Elizabeth Wood co-founded and co-runs JURA Bio, Inc., an early-stage therapeutics start up focusing on developing and delivering cell-based therapies for the treatment of autoimmune and immune-related neurodegenerative disease. Before founding JURA, Wood was a post-doc in the lab of Adam Cohen at Harvard, after completing her PhD studies with Angela Belcher and Markus Buehler at MIT, and Claus Helix-Neilsen at The Technical University of Denmark. She has also worked at the University of Copenhagen’s Biocenter with Kresten Lindorff-Larsen, integrating computational methods with experimental studies to understand how the ability of proteins to change their shape help modulate their function. Elizabeth Wood is a visiting scientist at the Broad Institute, where she serves on the steering committee of the Machine Inference Algorithm’s Initiative.

##### Alex X Lu (Microsoft Research)

I’m a Senior Researcher at Microsoft Research New England, in the BioML group. I’m interested in how machine learning can help us discover new insights from biological data, by finding patterns that are too subtle or large-scale to identify unassisted. I primarily focus on biological images, and my research often designs self-supervised learning methods, as I believe these methods are unbiased by prior knowledge.

##### Chang Liu (UC Irvine)

Professor Liu’s research is in the fields of synthetic biology, chemical biology, and directed evolution. He is particularly interested in engineering specialized genetic systems for rapid mutation and evolution of genes in vivo. These systems can then be widely applied for the engineering, discovery, and understanding of biological function.

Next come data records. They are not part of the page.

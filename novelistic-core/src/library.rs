//! Import and export between EPUB files and a [`NovelStore`]

use crate::decoder::EpubDecoder;
use crate::encoder::{generate_epub, generate_epub_with, EpubFile, ExportOptions};
use crate::error::{Result, ValidationError};
use crate::storage::NovelStore;
use crate::types::{Episode, ImageIssue, Novel, NovelId};
use std::path::{Path, PathBuf};

/// A novel stored from an EPUB
#[derive(Debug, Clone)]
pub struct ImportedNovel {
    /// The stored novel, with its id set
    pub novel: Novel,

    /// The stored episodes in spine order, with ids set
    pub episodes: Vec<Episode>,

    /// Images that could not be resolved
    pub issues: Vec<ImageIssue>,
}

/// An archive written to disk
#[derive(Debug, Clone)]
pub struct SavedEpub {
    pub path: PathBuf,
    pub issues: Vec<ImageIssue>,
}

/// Reject file names that do not end in `.epub` (any case)
pub fn validate_file_name(file_name: &str) -> Result<()> {
    let is_epub = Path::new(file_name)
        .extension()
        .map_or(false, |ext| ext.eq_ignore_ascii_case("epub"));
    if is_epub {
        Ok(())
    } else {
        Err(ValidationError::InvalidFileType(file_name.to_string()).into())
    }
}

/// Title used when the caller supplies none: the file name without extension
fn default_title(file_name: &str) -> String {
    Path::new(file_name)
        .file_stem()
        .map(|stem| stem.to_string_lossy().trim().to_string())
        .filter(|stem| !stem.is_empty())
        .unwrap_or_else(|| file_name.to_string())
}

/// Import an EPUB into `store`.
///
/// The archive is decoded completely before anything is stored. The novel
/// is saved first and its episodes after it, one at a time in spine order.
/// If an episode cannot be saved the novel is deleted again and the storage
/// error is returned.
pub async fn upload_novel<S>(
    store: &S,
    file_name: &str,
    data: &[u8],
    title: Option<&str>,
) -> Result<ImportedNovel>
where
    S: NovelStore + ?Sized,
{
    validate_file_name(file_name)?;
    let book = EpubDecoder::new().decode(data)?;

    let title = title
        .map(str::trim)
        .filter(|t| !t.is_empty())
        .map(str::to_string)
        .unwrap_or_else(|| default_title(file_name));
    let mut novel = Novel::new(title).with_author(book.author);
    let novel_id = store.save_novel(&novel).await?;
    novel.id = Some(novel_id);

    let mut episodes = Vec::with_capacity(book.chapters.len());
    for chapter in book.chapters {
        let mut episode = Episode::new(novel_id, chapter.title, chapter.content, chapter.order);
        match store.save_episode(&episode).await {
            Ok(id) => episode.id = Some(id),
            Err(error) => {
                tracing::warn!(
                    "Saving episode {} of {} failed, removing the novel",
                    chapter.order,
                    file_name
                );
                if let Err(cleanup) = store.delete_novel(novel_id).await {
                    tracing::warn!("Could not remove novel {}: {}", novel_id, cleanup);
                }
                return Err(error.into());
            }
        }
        episodes.push(episode);
    }

    tracing::info!(
        "Imported \"{}\" as novel {} with {} episode(s)",
        novel.title,
        novel_id,
        episodes.len()
    );
    Ok(ImportedNovel {
        novel,
        episodes,
        issues: book.issues,
    })
}

/// Import an EPUB file from disk, see [`upload_novel`]
pub async fn upload_novel_file<S>(
    store: &S,
    path: impl AsRef<Path>,
    title: Option<&str>,
) -> Result<ImportedNovel>
where
    S: NovelStore + ?Sized,
{
    let path = path.as_ref();
    let file_name = path
        .file_name()
        .map(|name| name.to_string_lossy().into_owned())
        .unwrap_or_default();
    validate_file_name(&file_name)?;

    let data = tokio::fs::read(path).await?;
    upload_novel(store, &file_name, &data, title).await
}

/// Export a stored novel with its episodes
pub async fn export_novel<S>(store: &S, novel_id: NovelId, options: &ExportOptions) -> Result<EpubFile>
where
    S: NovelStore + ?Sized,
{
    let novel = store.get_novel(novel_id).await?;
    let episodes = store.list_episodes(novel_id).await?;
    generate_epub_with(&novel, &episodes, options)
}

/// Export a novel into `dir` under its suggested file name
pub async fn download_novel(novel: &Novel, episodes: &[Episode], dir: impl AsRef<Path>) -> Result<SavedEpub> {
    let epub = generate_epub(novel, episodes)?;
    let dir = dir.as_ref();
    tokio::fs::create_dir_all(dir).await?;

    let path = dir.join(&epub.file_name);
    tokio::fs::write(&path, &epub.data).await?;
    tracing::info!("Saved {}", path.display());

    Ok(SavedEpub {
        path,
        issues: epub.issues,
    })
}
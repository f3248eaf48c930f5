//! Info command implementation

use anyhow::{Context, Result};
use novelistic_core::{validate_file_name, EpubDecoder};
use serde::Serialize;
use std::path::Path;

/// Book info output
#[derive(Serialize)]
#[serde(rename_all = "camelCase")]
struct BookInfo {
    title: Option<String>,
    author: String,
    chapters: Vec<String>,
    missing_chapters: Vec<String>,
    issues: Vec<String>,
}

/// Display information about an EPUB without storing it
pub fn info(input: &Path, json: bool) -> Result<()> {
    let file_name = input
        .file_name()
        .map(|name| name.to_string_lossy().into_owned())
        .context("Could not determine input file name")?;
    validate_file_name(&file_name)?;

    let data = std::fs::read(input)
        .with_context(|| format!("Failed to open input file: {}", input.display()))?;
    let book = EpubDecoder::new()
        .decode(&data)
        .with_context(|| format!("Failed to decode {}", input.display()))?;

    let info = BookInfo {
        title: book.title,
        author: book.author,
        chapters: book.chapters.into_iter().map(|c| c.title).collect(),
        missing_chapters: book.missing_chapters,
        issues: book.issues.iter().map(ToString::to_string).collect(),
    };

    if json {
        println!("{}", serde_json::to_string_pretty(&info)?);
    } else {
        if let Some(title) = &info.title {
            println!("Title:    {}", title);
        }
        println!("Author:   {}", info.author);
        println!("Chapters: {}", info.chapters.len());
        for (i, chapter) in info.chapters.iter().enumerate() {
            println!("  {:>3}. {}", i + 1, chapter);
        }
        for missing in &info.missing_chapters {
            println!("Missing:  {}", missing);
        }
        for issue in &info.issues {
            println!("Warning:  {}", issue);
        }
    }

    Ok(())
}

##### Debora Marks (Harvard University)

Debora is a mathematician and computational biologist with a track record of using novel algorithms and statistics to successfully address unsolved biological problems. She has a passion for interpreting genetic variation in a way that impacts biomedical applications. During her PhD, she quantified the pan-genomic scope of microRNA targeting - the combinatorial regulation of protein expression and co-discovered the first microRNA in a virus.  As a postdoc she made a breakthrough in the classic, unsolved problem of ab initio 3D structure prediction of proteins using undirected graphical probability models for evolutionary sequences. She has developed this approach to determine functional interactions, biomolecular structures, including the 3D structure of RNA and RNA-protein complexes and the conformational ensembles of apparently disordered proteins. Her new lab at Harvard is interested in developing methods in deep learning to address a wide range of biological challenges including designing drug affinity libraries for large numbers of human genes, predicting epistasis in antibiotic resistance, the effects of genetic variation on human disease etiology and drug response and sequence design for biosynthetic applications.